Hong Kong – John Lee, a firm stance security chief who supervised a crackdown on Hong Kong’s pro-democracy development, was elected as the city’s next chief on Sunday in a vote cast by a mostly pro-Beijing committee.
Lee was the only applicant and won with more than the vast majority of the vote which almost all 1,500 committee individuals were carefully vetted by the government in Beijing.
He will replace the current leader, Carrie Lam starting July 1. Her five term was marked by immense pro-democracy protests calling for a resignation, a security crackdown that has suppressed practically all dissent, the recent covid wave that overpowered the health system – occasions that have sabotaged Hong Kong’s standing as a worldwide business center within Western-style freedoms.
“I look forward to all of us starting a new chapter together, building a Hong Kong that is caring, open and vibrant, and a Hong Kong that is full of opportunities and harmony,” Lee said in his victory speech.
Lam saluted Lee in a proclamation and noted she would present the political decision results to Beijing.
The election followed significant changes to Hong Kong’s electoral regulations last year to ensure that faithful ‘patriots’ loyal to Beijing can take office. The elaborate plans encompassing the predetermined outcome speak to Beijing’s need for a majority rule government. The committee members casted a ballot in secret, and Lee’s 1,416 votes were of the most support ever in the city’s top leadership role.
“Without resistance, Lee would probably have a simpler time governing Hong Kong when compared to Lam,” said Ivan Choy, senior speaker at the Chinese University of Hong Kong’s Department of Government and Public Administration.
“A major reason for easier governance is that the electoral system has changed,” he continued. “In the legislature and the election committee, there is almost no political opposition and the political spectrum is concentrated towards the pro-establishment camp. With no democrats, it will be easier for the chief executive to govern as there are fewer checks and balances,”
The European Union’s international policy chief Joseph Borrell said that Lee’s political decision “violates democratic principles and political pluralism in Hong Kong.”
On Sunday morning, three members from the League of Social Democrats, a local extremist group, protested the election by endeavoring to walk toward the electoral venue whilst showing a flag requesting universal suffrage that would allow Hong Kongers to cast a ballot both for the council and the chief executive.
‘Human rights over power, the people are greater than the country,’ the banner read. “One person, one vote for the chief executive. Immediately implement dual universal suffrage.”
One protester was passing out flyers before police showed up and cordoned them off. Police additionally looked through the protesters’ possessions and wrote down their personal details, however they made no prompt arrests.

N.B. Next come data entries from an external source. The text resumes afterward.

// Copyright 2021 Twitter, Inc.
// Licensed under the Apache License, Version 2.0
// http://www.apache.org/licenses/LICENSE-2.0

//! JSON export of the aligned analysis.

use crate::analysis::{Analysis, RunSeries};
use crate::error::{Error, Result};
use crate::stats::RunSummary;

use serde_derive::Serialize;

use std::path::Path;

#[derive(Serialize)]
pub struct Report<'a> {
    pub basic: RunReport<'a>,
    pub adaptive: RunReport<'a>,
    pub latency_range: [f64; 2],
    pub intervals: Vec<IntervalReport<'a>>,
}

#[derive(Serialize)]
pub struct RunReport<'a> {
    pub base: String,
    pub seconds: &'a [f64],
    pub latency_ms: Vec<u64>,
    pub is_error: Vec<bool>,
    pub delay_steps: Vec<DelayStep>,
    pub summary: &'a RunSummary,
}

#[derive(Serialize)]
pub struct DelayStep {
    pub seconds: f64,
    pub delay_ms: u64,
}

#[derive(Serialize)]
pub struct IntervalReport<'a> {
    pub node_name: &'a str,
    pub node_id: u64,
    pub timestamp: String,
    pub relative_seconds: f64,
    pub interval_ms: u64,
}

impl<'a> RunReport<'a> {
    fn new(run: &'a RunSeries) -> Self {
        Self {
            base: run.seconds.base.format("%Y-%m-%d %H:%M:%S%.6f").to_string(),
            seconds: &run.seconds.offsets,
            latency_ms: run.latencies.iter().map(|r| r.latency_ms).collect(),
            is_error: run.latencies.iter().map(|r| r.is_error).collect(),
            delay_steps: run
                .delay_steps()
                .into_iter()
                .map(|(seconds, delay_ms)| DelayStep { seconds, delay_ms })
                .collect(),
            summary: &run.summary,
        }
    }
}

impl<'a> Report<'a> {
    pub fn new(analysis: &'a Analysis) -> Self {
        Self {
            basic: RunReport::new(&analysis.basic),
            adaptive: RunReport::new(&analysis.adaptive),
            latency_range: [analysis.latency_range.0, analysis.latency_range.1],
            intervals: analysis
                .intervals
                .iter()
                .map(|p| IntervalReport {
                    node_name: &p.node_name,
                    node_id: p.node_id,
                    timestamp: p.timestamp.to_rfc3339(),
                    relative_seconds: p.relative_seconds,
                    interval_ms: p.interval_ms,
                })
                .collect(),
        }
    }

    pub fn to_json(&self) -> serde_json::Result<String> {
        serde_json::to_string_pretty(self)
    }
}

/// Write `analysis` to `path` as pretty printed JSON.
pub fn export(analysis: &Analysis, path: impl AsRef<Path>) -> Result<()> {
    let path = path.as_ref();
    let export_error = |reason: String| Error::Export {
        path: path.to_path_buf(),
        reason,
    };

    let json = Report::new(analysis)
        .to_json()
        .map_err(|e| export_error(e.to_string()))?;
    std::fs::write(path, json).map_err(|e| export_error(e.to_string()))?;

    info!("Report exported to '{}'", path.display());
    Ok(())
}

#[cfg(test)]
mod tests {
    use super::*;
    use crate::analysis::Sources;
    use crate::config::Config;

    fn analysis() -> Analysis {
        let sources = Sources {
            basic: "\
2024-01-01 10:00:00 - 🔧 Applying delay: 20ms to node_three
Req: 2024-01-01 10:00:00.000000N | Res: 2024-01-01 10:00:00.030000N | 30ms | ✅
Req: 2024-01-01 10:00:01.000000N | Res: timeout | 900ms | ❌
"
            .to_string(),
            adaptive: "\
Req: 2024-01-01 11:00:00.000000N | Res: 2024-01-01 11:00:00.010000N | 10ms | ✅
Req: 2024-01-01 11:00:00.500000N | Res: 2024-01-01 11:00:00.540000N | 40ms | ✅
"
            .to_string(),
            nodes: vec![(
                "node_one".to_string(),
                "[2024-01-01 11:00:02] Interval update for Node: 50 → 830\n".to_string(),
            )],
        };
        Analysis::from_sources(&sources, &Config::default()).unwrap()
    }

    #[test]
    fn report_contents() {
        let analysis = analysis();
        let value: serde_json::Value =
            serde_json::from_str(&Report::new(&analysis).to_json().unwrap()).unwrap();

        assert_eq!(value["basic"]["base"], "2024-01-01 10:00:00.000000");
        assert_eq!(value["basic"]["latency_ms"], serde_json::json!([30, 900]));
        assert_eq!(value["basic"]["is_error"], serde_json::json!([false, true]));
        assert_eq!(value["basic"]["summary"]["errors"], 1);
        assert_eq!(value["basic"]["delay_steps"][0]["delay_ms"], 20);
        assert_eq!(value["adaptive"]["seconds"], serde_json::json!([0.0, 0.5]));
        assert!(value["adaptive"]["delay_steps"].as_array().unwrap().is_empty());
        assert_eq!(value["intervals"][0]["node_name"], "node_one");
        assert_eq!(value["intervals"][0]["relative_seconds"], 2.0);
        assert_eq!(
            value["intervals"][0]["timestamp"],
            "2024-01-01T11:00:02+02:00"
        );
    }

    #[test]
    fn export_to_missing_directory_fails() {
        let dir = tempfile::tempdir().unwrap();
        let path = dir.path().join("missing").join("report.json");
        assert!(matches!(
            export(&analysis(), &path),
            Err(Error::Export { .. })
        ));
    }

    #[test]
    fn export_writes_file() {
        let dir = tempfile::tempdir().unwrap();
        let path = dir.path().join("report.json");
        export(&analysis(), &path).unwrap();
        let written = std::fs::read_to_string(&path).unwrap();
        assert!(written.contains("\"latency_range\""));
    }
}
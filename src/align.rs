// Copyright 2021 Twitter, Inc.
// Licensed under the Apache License, Version 2.0
// http://www.apache.org/licenses/LICENSE-2.0

use crate::error::{Error, Result};

/// Cut both series to the shorter length by dropping trailing elements.
///
/// Pairs are matched by index position, not by timestamp.
pub fn truncate_to_equal_length<A, B>(mut a: Vec<A>, mut b: Vec<B>) -> (Vec<A>, Vec<B>) {
    let len = a.len().min(b.len());
    a.truncate(len);
    b.truncate(len);
    (a, b)
}

/// Combined min/max of both sequences, padded on each end by
/// `margin_fraction * (max - min)`.
pub fn shared_range(a: &[f64], b: &[f64], margin_fraction: f64) -> Result<(f64, f64)> {
    let mut values = a.iter().chain(b.iter()).copied();
    let first = values
        .next()
        .ok_or_else(|| Error::empty("shared range input"))?;
    let (min, max) = values.fold((first, first), |(lo, hi), v| (lo.min(v), hi.max(v)));
    let margin = margin_fraction * (max - min);
    Ok((min - margin, max + margin))
}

The pro-democracy camp in Hong Kong has long demanded universal suffrage, which they say is guaranteed in its mini-constitution, the Basic Law. It was likewise a critical interest during massive protests in both 2014 and 2019. Lee’s job as Hong Kong’s next commander and chief has stirred up worry that Beijing could further tighten its hold. He spent the majority of his civil service profession in the security department and with police, and is a big fan of public safety regulation forced on Hong Kong in 2020 to get rid of dissent.
As security secretary during 2019 conflicts among demonstrators and police, he managed the utilization of rubber bullets and tear gas while arresting that snuffed out additional protests. More than 150 individuals have been captured under the security regulation, which outlaws terrorism, secession, subversion and collusion with foreign forces in the city’s affairs. Nearly all noticeable pro-democracy activists have been imprisoned, with others escaping abroad or being threatened into silence.
Thousands of occupants have left the city of over 7 million people in the midst of the 2019 protests and ensuing harsh pandemic restrictions, including numerous expatriates and professionals.
In his political race in the weeks leading up to Sunday’s surveys, Lee promised to authorize long-retired local legislations to safeguard against security dangers and promised to increase housing supply in the world’s most costly housing market.
He likewise said that he’d work on the city’s competitiveness and set a strong foundation for the development of Hong Kong.
This story syndicated with permission from For the Love of News
Notice: This article may contain commentary that reflects the author's opinion.